● **Requirement**:
Write out every line below that includes the word "String".

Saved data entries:

Segment Open

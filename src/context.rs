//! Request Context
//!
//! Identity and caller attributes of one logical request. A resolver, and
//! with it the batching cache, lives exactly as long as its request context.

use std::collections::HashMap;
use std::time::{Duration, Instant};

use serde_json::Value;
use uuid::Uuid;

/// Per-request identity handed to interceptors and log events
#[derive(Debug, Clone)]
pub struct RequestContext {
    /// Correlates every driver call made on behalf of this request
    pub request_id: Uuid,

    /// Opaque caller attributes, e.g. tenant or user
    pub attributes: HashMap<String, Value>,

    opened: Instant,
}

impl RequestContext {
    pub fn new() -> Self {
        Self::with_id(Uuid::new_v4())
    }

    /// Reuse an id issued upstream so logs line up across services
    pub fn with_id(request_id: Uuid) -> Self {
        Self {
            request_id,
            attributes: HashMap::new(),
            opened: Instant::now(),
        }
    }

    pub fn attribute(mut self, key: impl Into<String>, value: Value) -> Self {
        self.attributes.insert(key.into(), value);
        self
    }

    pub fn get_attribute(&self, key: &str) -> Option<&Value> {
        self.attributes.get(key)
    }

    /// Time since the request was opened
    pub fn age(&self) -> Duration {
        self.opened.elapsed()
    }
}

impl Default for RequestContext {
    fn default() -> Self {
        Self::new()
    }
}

Segment Closed

● **Output**:
    pub attributes: HashMap<String, Value>,
    pub fn attribute(mut self, key: impl Into<String>, value: Value) -> Self {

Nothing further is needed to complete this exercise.